The data below holds a line containing "let nx = dx / rx;" and a line containing "let base = stroke"; please quote exactly those two lines and every line between them, and nothing else.

*** Opening of Given records ***

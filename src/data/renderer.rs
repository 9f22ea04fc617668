use std::collections::BTreeMap;

use crate::data::dataset::Dataset;
use crate::scene::tree::{NodeId, Scene};

/// Value of a renderer option.
#[derive(Clone, Debug, PartialEq, serde::Serialize, serde::Deserialize)]
#[serde(untagged)]
pub enum OptionValue {
    Bool(bool),
    Number(f64),
    Text(String),
}

/// One user-selectable option a renderer declares.
#[derive(Clone, Debug, PartialEq, serde::Serialize, serde::Deserialize)]
pub struct RendererOption {
    /// Identifier shared across renderers; the first declaration wins.
    pub id: String,
    /// Human-readable label.
    pub text: String,
    pub default: OptionValue,
}

impl RendererOption {
    pub fn flag(id: impl Into<String>, text: impl Into<String>, default: bool) -> Self {
        Self {
            id: id.into(),
            text: text.into(),
            default: OptionValue::Bool(default),
        }
    }
}

/// Current option selections of one viewer.
#[derive(Clone, Debug, Default, PartialEq, serde::Serialize, serde::Deserialize)]
#[serde(transparent)]
pub struct OptionValues(BTreeMap<String, OptionValue>);

impl OptionValues {
    pub fn new() -> Self {
        Self::default()
    }

    pub fn get(&self, id: &str) -> Option<&OptionValue> {
        self.0.get(id)
    }

    pub fn set(&mut self, id: impl Into<String>, value: OptionValue) {
        self.0.insert(id.into(), value);
    }

    /// Boolean option, `false` when unset or not a flag.
    pub fn flag(&self, id: &str) -> bool {
        matches!(self.0.get(id), Some(OptionValue::Bool(true)))
    }

    pub fn len(&self) -> usize {
        self.0.len()
    }

    pub fn is_empty(&self) -> bool {
        self.0.is_empty()
    }

    pub fn iter(&self) -> impl Iterator<Item = (&str, &OptionValue)> {
        self.0.iter().map(|(k, v)| (k.as_str(), v))
    }
}

impl FromIterator<(String, OptionValue)> for OptionValues {
    fn from_iter<I: IntoIterator<Item = (String, OptionValue)>>(iter: I) -> Self {
        Self(iter.into_iter().collect())
    }
}

/// A named visual consumer of one or more data sources.
///
/// The controller keeps each renderer's merged view and hands it back on every call;
/// renderers only derive visual state from it. Errors are isolated per renderer.
pub trait LayerRenderer: Send {
    /// Unique renderer name, also used as the layer name of the nodes it owns.
    fn name(&self) -> &str;

    /// Subscribed source names, in merge order.
    fn subscriptions(&self) -> &[String];

    /// Options this renderer understands.
    fn options(&self) -> Vec<RendererOption> {
        Vec::new()
    }

    /// Build the renderer's nodes under `parent` when a viewer becomes ready.
    fn layer_init(
        &mut self,
        _scene: &mut Scene,
        _parent: NodeId,
        _view: &Dataset,
    ) -> anyhow::Result<()> {
        Ok(())
    }

    /// Recompute derived state after the merged view changed.
    fn on_data_changed(&mut self, _view: &Dataset) -> anyhow::Result<()> {
        Ok(())
    }

    /// Push the latest visual properties onto the nodes under `parent`.
    fn render(
        &mut self,
        scene: &mut Scene,
        parent: NodeId,
        view: &Dataset,
        options: &OptionValues,
    ) -> anyhow::Result<()>;

    /// Tooltip or property text for a selected row.
    fn tooltip(&self, _view: &Dataset, _row_id: Option<&str>) -> anyhow::Result<String> {
        Ok(String::new())
    }
}

#[cfg(test)]
#[path = "../../tests/unit/data/renderer.rs"]
mod tests;
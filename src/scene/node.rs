use std::f64::consts::TAU;

use crate::draw::batch::Primitive;
use crate::draw::style::{Rgba, StyleKey, StyleMap, StyleValue};
use crate::foundation::core::Coords;
use crate::foundation::error::LiveCanvasResult;
use crate::motion::flight::FlightPlan;

/// Geometry of a render object, relative to its computed position.
///
/// Sizes are multiplied by the node's scale when drawn and hit-tested.
#[derive(Clone, Debug, PartialEq, serde::Serialize, serde::Deserialize)]
#[serde(tag = "shape", rename_all = "snake_case")]
pub enum Shape {
    Ellipse {
        radius_x: f64,
        radius_y: f64,
        rotation: f64,
        start_angle: f64,
        end_angle: f64,
        counterclockwise: bool,
    },
    Circle {
        radius: f64,
    },
    RoundRect {
        width: f64,
        height: f64,
        radii: [f64; 4],
    },
    Rect {
        width: f64,
        height: f64,
    },
    Image {
        image_name: Option<String>,
        width: f64,
        height: f64,
        filter: String,
    },
    /// Text carries no hit geometry; pair it with an invisible clickable rect.
    Text {
        text: String,
    },
    /// Segment from the position to `position + (dx, dy)`.
    Line {
        dx: f64,
        dy: f64,
    },
}

impl Shape {
    pub fn ellipse(radius_x: f64, radius_y: f64) -> Self {
        Self::Ellipse {
            radius_x,
            radius_y,
            rotation: 0.0,
            start_angle: 0.0,
            end_angle: TAU,
            counterclockwise: false,
        }
    }

    /// Primitive drawn for this shape at `pos`, `None` when there is nothing to draw.
    pub fn primitive(&self, pos: &Coords, scale: f64) -> Option<Primitive> {
        let (x, y) = (pos.x(), pos.y());
        let prim = match self {
            Self::Ellipse {
                radius_x,
                radius_y,
                rotation,
                start_angle,
                end_angle,
                counterclockwise,
            } => Primitive::Ellipse {
                x,
                y,
                radius_x: radius_x * scale,
                radius_y: radius_y * scale,
                rotation: *rotation,
                start_angle: *start_angle,
                end_angle: *end_angle,
                counterclockwise: *counterclockwise,
            },
            Self::Circle { radius } => Primitive::Ellipse {
                x,
                y,
                radius_x: radius * scale,
                radius_y: radius * scale,
                rotation: 0.0,
                start_angle: 0.0,
                end_angle: TAU,
                counterclockwise: false,
            },
            Self::RoundRect {
                width,
                height,
                radii,
            } => Primitive::RoundRect {
                x,
                y,
                width: width * scale,
                height: height * scale,
                radii: *radii,
            },
            Self::Rect { width, height } => Primitive::RoundRect {
                x,
                y,
                width: width * scale,
                height: height * scale,
                radii: [0.0; 4],
            },
            Self::Image {
                image_name,
                width,
                height,
                filter,
            } => Primitive::Image {
                image_name: image_name.clone()?,
                x,
                y,
                w: width * scale,
                h: height * scale,
                filter: filter.clone(),
            },
            Self::Text { text } => Primitive::Text {
                x,
                y,
                text: text.clone(),
            },
            Self::Line { dx, dy } => Primitive::Line {
                x1: x,
                y1: y,
                x2: x + dx * scale,
                y2: y + dy * scale,
            },
        };
        Some(prim)
    }

    /// Whether `(px, py)` lies inside the shape drawn at `pos`.
    ///
    /// `None` means the shape has no hit geometry of its own.
    pub fn contains(&self, pos: &Coords, scale: f64, px: f64, py: f64) -> Option<bool> {
        let (dx, dy) = (px - pos.x(), py - pos.y());
        match self {
            Self::Ellipse {
                radius_x, radius_y, ..
            } => Some(in_ellipse(dx, dy, radius_x * scale, radius_y * scale)),
            Self::Circle { radius } => Some(in_ellipse(dx, dy, radius * scale, radius * scale)),
            Self::RoundRect { width, height, .. }
            | Self::Rect { width, height }
            | Self::Image { width, height, .. } => {
                Some(dx >= 0.0 && dx < width * scale && dy >= 0.0 && dy < height * scale)
            }
            Self::Text { .. } | Self::Line { .. } => None,
        }
    }
}

/// Static plan for a node built from a bare position, started immediately.
fn placed(x: f64, y: f64) -> FlightPlan {
    let mut plan = FlightPlan::fixed(x, y);
    plan.start_forward(None);
    plan
}

fn in_ellipse(dx: f64, dy: f64, rx: f64, ry: f64) -> bool {
    let nx = dx / rx;
    let ny = dy / ry;
    nx * nx + ny * ny <= 1.0
}

/// Soft halo drawn as widening, faded strokes under the hard outline.
#[derive(Clone, Copy, Debug, PartialEq, serde::Serialize, serde::Deserialize)]
pub struct GlowSpec {
    pub enabled: bool,
    /// Per-channel multipliers (r, g, b, a) applied to the stroke color.
    pub attenuation: [f64; 4],
    /// Widest halo stroke; one stroke is emitted per unit width below it.
    pub width: u32,
}

impl Default for GlowSpec {
    fn default() -> Self {
        Self {
            enabled: false,
            attenuation: [0.33, 0.33, 0.33, 0.03],
            width: 40,
        }
    }
}

impl GlowSpec {
    /// Halo stroke color for a given stroke style.
    pub fn color_for(&self, stroke: Option<&StyleValue>) -> Rgba {
        let base = stroke
            .and_then(StyleValue::as_text)
            .map(Rgba::decode)
            .unwrap_or(Rgba::TRANSPARENT);
        base.attenuate(self.attenuation)
    }
}

/// Typed property set of a render object.
#[derive(Clone, Debug, PartialEq, serde::Serialize, serde::Deserialize)]
pub struct NodeProps {
    /// Drawing-state defaults applied while this node and its children draw.
    pub style: StyleMap,
    pub visible: bool,
    pub scale: f64,
    pub clickable: bool,
    pub glow: GlowSpec,
    /// Renderer layer that owns this node.
    pub layer: Option<String>,
    /// Dataset row the node represents.
    pub row_id: Option<String>,
}

impl Default for NodeProps {
    fn default() -> Self {
        let mut style = StyleMap::new();
        style.insert(StyleKey::FillStyle, StyleValue::from("white"));
        style.insert(StyleKey::StrokeStyle, StyleValue::from("black"));
        Self {
            style,
            visible: true,
            scale: 1.0,
            clickable: true,
            glow: GlowSpec::default(),
            layer: None,
            row_id: None,
        }
    }
}

/// A drawable scene node: name, properties, geometry and its own flight plan.
///
/// Topology (parent, children) lives in the [`Scene`](crate::Scene) that owns the object.
#[derive(Clone, Debug)]
pub struct RenderObject {
    pub name: String,
    pub props: NodeProps,
    pub shape: Shape,
    pub flight: FlightPlan,
}

impl RenderObject {
    pub fn new(name: impl Into<String>, shape: Shape, flight: FlightPlan) -> Self {
        Self {
            name: name.into(),
            props: NodeProps::default(),
            shape,
            flight,
        }
    }

    pub fn circle(name: impl Into<String>, x: f64, y: f64, radius: f64) -> Self {
        Self::new(name, Shape::Circle { radius }, placed(x, y))
    }

    pub fn ellipse(name: impl Into<String>, x: f64, y: f64, rx: f64, ry: f64) -> Self {
        Self::new(name, Shape::ellipse(rx, ry), placed(x, y))
    }

    pub fn rect(name: impl Into<String>, x: f64, y: f64, width: f64, height: f64) -> Self {
        Self::new(name, Shape::Rect { width, height }, placed(x, y))
    }

    pub fn round_rect(
        name: impl Into<String>,
        x: f64,
        y: f64,
        width: f64,
        height: f64,
        radii: [f64; 4],
    ) -> Self {
        Self::new(
            name,
            Shape::RoundRect {
                width,
                height,
                radii,
            },
            placed(x, y),
        )
    }

    pub fn image(
        name: impl Into<String>,
        x: f64,
        y: f64,
        width: f64,
        height: f64,
        image_name: impl Into<String>,
    ) -> Self {
        Self::new(
            name,
            Shape::Image {
                image_name: Some(image_name.into()),
                width,
                height,
                filter: String::new(),
            },
            placed(x, y),
        )
    }

    pub fn text(name: impl Into<String>, x: f64, y: f64, text: impl Into<String>) -> Self {
        Self::new(
            name,
            Shape::Text { text: text.into() },
            placed(x, y),
        )
    }

    pub fn line(name: impl Into<String>, x: f64, y: f64, dx: f64, dy: f64) -> Self {
        Self::new(name, Shape::Line { dx, dy }, placed(x, y))
    }

    pub fn with_flight(mut self, flight: FlightPlan) -> Self {
        self.flight = flight;
        self
    }

    pub fn with_style(mut self, key: StyleKey, value: impl Into<StyleValue>) -> Self {
        self.props.style.insert(key, value.into());
        self
    }

    /// Replace the fill with transparent black, for hit-only or outline-only nodes.
    pub fn without_fill(self) -> Self {
        self.with_style(StyleKey::FillStyle, Rgba::TRANSPARENT)
    }

    pub fn with_visible(mut self, visible: bool) -> Self {
        self.props.visible = visible;
        self
    }

    pub fn with_clickable(mut self, clickable: bool) -> Self {
        self.props.clickable = clickable;
        self
    }

    pub fn with_scale(mut self, scale: f64) -> Self {
        self.props.scale = scale;
        self
    }

    pub fn with_glow(mut self, glow: GlowSpec) -> Self {
        self.props.glow = glow;
        self
    }

    pub fn with_layer(mut self, layer: impl Into<String>) -> Self {
        self.props.layer = Some(layer.into());
        self
    }

    pub fn with_row(mut self, row_id: impl Into<String>) -> Self {
        self.props.row_id = Some(row_id.into());
        self
    }

    /// Set a style attribute by context property name, rejecting unknown names.
    pub fn set_style(&mut self, name: &str, value: impl Into<StyleValue>) -> LiveCanvasResult<()> {
        let (key, by_ref) = StyleKey::parse(name)?;
        let value = match (by_ref, value.into()) {
            (true, StyleValue::Text(obj)) => StyleValue::object(obj),
            (_, v) => v,
        };
        self.props.style.insert(key, value);
        Ok(())
    }

    /// Update the radius of a circle; other shapes are left unchanged.
    pub fn set_radius(&mut self, r: f64) {
        if let Shape::Circle { radius } = &mut self.shape {
            *radius = r;
        }
    }

    /// Update the string of a text node; other shapes are left unchanged.
    pub fn set_text(&mut self, s: impl Into<String>) {
        if let Shape::Text { text } = &mut self.shape {
            *text = s.into();
        }
    }
}

#[cfg(test)]
#[path = "../../tests/unit/scene/node.rs"]
mod tests;
//! Render object tree: shapes, positions, drawing, and hit-testing.

pub mod node;
pub mod tree;
//! Shared clock, coordinate, and error types.

pub mod core;
pub mod error;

*** Close of Given records ***

● Exercise solution:
    let nx = dx / rx;
    let ny = dy / ry;
    nx * nx + ny * ny <= 1.0
}

/// Soft halo drawn as widening, faded strokes under the hard outline.
#[derive(Clone, Copy, Debug, PartialEq, serde::Serialize, serde::Deserialize)]
pub struct GlowSpec {
    pub enabled: bool,
    /// Per-channel multipliers (r, g, b, a) applied to the stroke color.
    pub attenuation: [f64; 4],
    /// Widest halo stroke; one stroke is emitted per unit width below it.
    pub width: u32,
}

impl Default for GlowSpec {
    fn default() -> Self {
        Self {
            enabled: false,
            attenuation: [0.33, 0.33, 0.33, 0.03],
            width: 40,
        }
    }
}

impl GlowSpec {
    /// Halo stroke color for a given stroke style.
    pub fn color_for(&self, stroke: Option<&StyleValue>) -> Rgba {
        let base = stroke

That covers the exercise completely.